One of my students called just now…while I’m waiting for a phone call to come in from long and far away, so I made the call very short.  Seems her mom-in-law is throwing a baby shower for wife of brother-in-law who is growing a new human inside her womb.  So student is “cordially invited” to appear, expensive gift in hand, of course.  The slight is, don’t bring kids.  You can leave them at “Unknown DayCare Down the Road.”  (Really?  Kids are all excited about having a new cousin and even made presents.)  Oh, and, by the way, your own mom is not invited, which, of course, own mom already figured out when she didn’t get an invitation, but got to hear about the event.  Hurt Mom. 🙁

What to do?

Send the present via USPS or UPS.  Write a note, explaining things to sis-in-law — that mom-in-law/control freak/bitch (a woman who thinks nothing of walking into a house and appropriating whatever she desires without even so much a by your leave) has made it much too difficult to attend since both kids and Grandma have been hurt deeply by being spurned invitation.

Student didn’t want to go anyway, and was doing it for husband.  Ah, no.  Wrong reason.

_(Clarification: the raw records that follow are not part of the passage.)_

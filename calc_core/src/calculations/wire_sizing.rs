//! # Wire Sizing (NEC)
//!
//! Picks the smallest tabulated conductor that carries the load after
//! derating and keeps voltage drop within a limit.
//!
//! ## Procedure
//!
//! 1. Required ampacity = load × 1.25 for continuous loads (210.19(A)(1))
//! 2. For each size, smallest first:
//!    - table ampacity from 310.16 × ambient correction × conductor-count adjustment
//!    - capped at the 240.4(D) small-conductor limit where one applies
//!    - voltage drop V_d = k·K·I·L / CM, with k = 2 (single phase) or √3 (three phase),
//!      L the one-way length in feet and I the actual load current
//! 3. The first size meeting both limits is selected.
//!
//! ## Example
//!
//! ```rust
//! use calc_core::calculations::wire_sizing::{calculate, WireSizingInput};
//! use calc_core::materials::WireSize;
//!
//! let input = WireSizingInput::new(20.0, 120.0, 15.0);
//! let result = calculate(&input).unwrap();
//! assert_eq!(result.wire_size, WireSize::Awg10);
//! ```

use log::{debug, trace};
use serde::{Deserialize, Serialize};

use crate::equations::registry::Equation;
use crate::errors::{require_finite, require_positive, CalcError, CalcResult};
use crate::materials::conductors::{ambient_correction_factor, conductor_count_adjustment};
use crate::materials::{ConductorMaterial, InsulationRating, WireSize};
use crate::substitution::{num, Substitutions};

/// Feet per metre
const FT_PER_M: f64 = 3.28084;
/// Continuous loads are sized at 125 %
const CONTINUOUS_LOAD_FACTOR: f64 = 1.25;

pub const DEFAULT_AMBIENT_TEMP_C: f64 = 30.0;
pub const DEFAULT_MAX_VOLTAGE_DROP_PERCENT: f64 = 3.0;

/// Circuit type
#[derive(Debug, Clone, Copy, PartialEq, Eq, Default, Serialize, Deserialize)]
pub enum Phase {
    #[default]
    SinglePhase,
    ThreePhase,
}

impl Phase {
    /// Voltage drop multiplier
    pub fn drop_factor(&self) -> f64 {
        match self {
            Phase::SinglePhase => 2.0,
            Phase::ThreePhase => 3f64.sqrt(),
        }
    }
}

fn default_material() -> ConductorMaterial {
    ConductorMaterial::Copper
}

fn default_insulation() -> InsulationRating {
    InsulationRating::C75
}

fn default_ambient_temp_c() -> f64 {
    DEFAULT_AMBIENT_TEMP_C
}

fn default_conductor_count() -> u32 {
    3
}

fn default_max_voltage_drop_percent() -> f64 {
    DEFAULT_MAX_VOLTAGE_DROP_PERCENT
}

/// ## JSON Example
///
/// ```json
/// {
///   "label": "Pump feeder",
///   "load_current_a": 42.0,
///   "voltage_v": 480.0,
///   "length_m": 60.0,
///   "phase": "ThreePhase",
///   "material": "Aluminum",
///   "insulation": "90C",
///   "ambient_temp_c": 40.0,
///   "continuous": true
/// }
/// ```
#[derive(Debug, Clone, PartialEq, Serialize, Deserialize)]
pub struct WireSizingInput {
    #[serde(default)]
    pub label: String,

    /// Load current (A)
    pub load_current_a: f64,

    /// System voltage (V)
    pub voltage_v: f64,

    /// One-way circuit length (m)
    pub length_m: f64,

    #[serde(default)]
    pub phase: Phase,

    #[serde(default = "default_material")]
    pub material: ConductorMaterial,

    #[serde(default = "default_insulation")]
    pub insulation: InsulationRating,

    #[serde(default = "default_ambient_temp_c")]
    pub ambient_temp_c: f64,

    /// Current-carrying conductors in the raceway or cable
    #[serde(default = "default_conductor_count")]
    pub conductor_count: u32,

    /// Load runs three hours or more
    #[serde(default)]
    pub continuous: bool,

    #[serde(default = "default_max_voltage_drop_percent")]
    pub max_voltage_drop_percent: f64,
}

impl WireSizingInput {
    /// Single-phase copper 75 °C circuit at 30 °C with default limits
    pub fn new(load_current_a: f64, voltage_v: f64, length_m: f64) -> Self {
        WireSizingInput {
            label: String::new(),
            load_current_a,
            voltage_v,
            length_m,
            phase: Phase::default(),
            material: default_material(),
            insulation: default_insulation(),
            ambient_temp_c: DEFAULT_AMBIENT_TEMP_C,
            conductor_count: default_conductor_count(),
            continuous: false,
            max_voltage_drop_percent: DEFAULT_MAX_VOLTAGE_DROP_PERCENT,
        }
    }

    pub fn validate(&self) -> CalcResult<()> {
        require_positive("load_current_a", self.load_current_a)?;
        require_positive("voltage_v", self.voltage_v)?;
        require_positive("length_m", self.length_m)?;
        require_finite("ambient_temp_c", self.ambient_temp_c)?;
        if self.conductor_count == 0 {
            return Err(CalcError::invalid_input(
                "conductor_count",
                "0",
                "conductor_count must be at least 1",
            ));
        }
        require_positive("max_voltage_drop_percent", self.max_voltage_drop_percent)?;
        Ok(())
    }
}

#[derive(Debug, Clone, PartialEq, Serialize, Deserialize)]
pub struct WireSizingResult {
    pub wire_size: WireSize,
    pub circular_mils: f64,
    pub conductor_area_mm2: f64,

    // === Ampacity ===
    pub required_ampacity_a: f64,
    pub table_ampacity_a: f64,
    pub ambient_correction: f64,
    pub conductor_count_adjustment: f64,
    /// Table ampacity after correction, capped by 240.4(D)
    pub derated_ampacity_a: f64,

    // === Voltage drop ===
    pub voltage_drop_v: f64,
    pub voltage_drop_percent: f64,

    /// A smaller size had enough ampacity but too much voltage drop
    pub governed_by_voltage_drop: bool,

    #[serde(flatten)]
    pub substitutions: Substitutions,
}

pub fn calculate(input: &WireSizingInput) -> CalcResult<WireSizingResult> {
    input.validate()?;
    let kt = ambient_correction_factor(input.ambient_temp_c, input.insulation)?;
    let kn = conductor_count_adjustment(input.conductor_count);

    debug!(
        "Wire sizing: {} A at {} V, {} m, {:?} {} {:?}",
        input.load_current_a,
        input.voltage_v,
        input.length_m,
        input.phase,
        input.material.display_name(),
        input.insulation
    );

    let load_factor = if input.continuous { CONTINUOUS_LOAD_FACTOR } else { 1.0 };
    let required_ampacity_a = input.load_current_a * load_factor;
    let length_ft = input.length_m * FT_PER_M;
    let k = input.material.resistivity_k();
    let drop_factor = input.phase.drop_factor();

    let mut ampacity_ok_seen = false;

    for size in WireSize::all() {
        let Some(table_ampacity_a) = size.ampacity(input.material, input.insulation) else {
            continue;
        };
        let mut derated_ampacity_a = table_ampacity_a * kt * kn;
        if let Some(limit) = size.small_conductor_limit(input.material) {
            derated_ampacity_a = derated_ampacity_a.min(limit);
        }
        if derated_ampacity_a < required_ampacity_a {
            trace!("{}: {:.1} A < {:.1} A required", size.label(), derated_ampacity_a, required_ampacity_a);
            continue;
        }

        let cm = size.circular_mils();
        let voltage_drop_v = drop_factor * k * input.load_current_a * length_ft / cm;
        let voltage_drop_percent = 100.0 * voltage_drop_v / input.voltage_v;
        if voltage_drop_percent > input.max_voltage_drop_percent {
            trace!("{}: voltage drop {:.2} % too high", size.label(), voltage_drop_percent);
            ampacity_ok_seen = true;
            continue;
        }

        let mut subs = Substitutions::new();
        subs.record(
            "required_ampacity_a",
            Equation::RequiredAmpacity,
            &format!(r"{} \cdot {}", num(load_factor), num(input.load_current_a)),
            required_ampacity_a,
            "A",
        );
        subs.record(
            "derated_ampacity_a",
            Equation::DeratedAmpacity,
            &format!(r"{} \cdot {} \cdot {}", num(table_ampacity_a), num(kt), num(kn)),
            derated_ampacity_a,
            "A",
        );
        let conductor_area_mm2 = size.area_mm2();
        subs.record(
            "conductor_area_mm2",
            Equation::ConductorArea,
            &format!(r"{} \cdot 5.067 \times 10^{{-4}}", num(cm)),
            conductor_area_mm2,
            "mm^2",
        );
        let (drop_eq, factor_text) = match input.phase {
            Phase::SinglePhase => (Equation::VoltageDropSinglePhase, "2".to_string()),
            Phase::ThreePhase => (Equation::VoltageDropThreePhase, r"\sqrt{3}".to_string()),
        };
        subs.record(
            "voltage_drop_v",
            drop_eq,
            &format!(
                r"\frac{{{} \cdot {} \cdot {} \cdot {}}}{{{}}}",
                factor_text,
                num(k),
                num(input.load_current_a),
                num(length_ft),
                num(cm)
            ),
            voltage_drop_v,
            "V",
        );
        subs.record(
            "voltage_drop_percent",
            Equation::VoltageDropPercent,
            &format!(r"100 \cdot \frac{{{}}}{{{}}}", num(voltage_drop_v), num(input.voltage_v)),
            voltage_drop_percent,
            r"\%",
        );

        debug!("Selected {} ({:.2} % drop)", size.label(), voltage_drop_percent);

        return Ok(WireSizingResult {
            wire_size: size,
            circular_mils: cm,
            conductor_area_mm2,
            required_ampacity_a,
            table_ampacity_a,
            ambient_correction: kt,
            conductor_count_adjustment: kn,
            derated_ampacity_a,
            voltage_drop_v,
            voltage_drop_percent,
            governed_by_voltage_drop: ampacity_ok_seen,
            substitutions: subs,
        });
    }

    let reason = if ampacity_ok_seen {
        format!(
            "No tabulated conductor keeps voltage drop within {} %",
            input.max_voltage_drop_percent
        )
    } else {
        "Load exceeds the ampacity of every tabulated conductor".to_string()
    };
    Err(CalcError::out_of_range("load_current_a", input.load_current_a, reason))
}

Secret: Do what’s right for you, not what’s “seemly,” which, of course, only perpetuates more demands and expectations of doing “seemly.” And don’t just be silent here.  Say something, honestly (and as politely as you can without sacrificing truth).  Never mind PC.  Never mind THEIR feelings.  How about everybody else’s feelings?  How about yours?  Be honest…politely, of course, which means “Tell them the pertinent truth they need to hear.”  Nothing worse than laying falseness over ugliness.  Just call it ugly in a way that gets your point across without reaming them a new rectal orifice, then be on your way.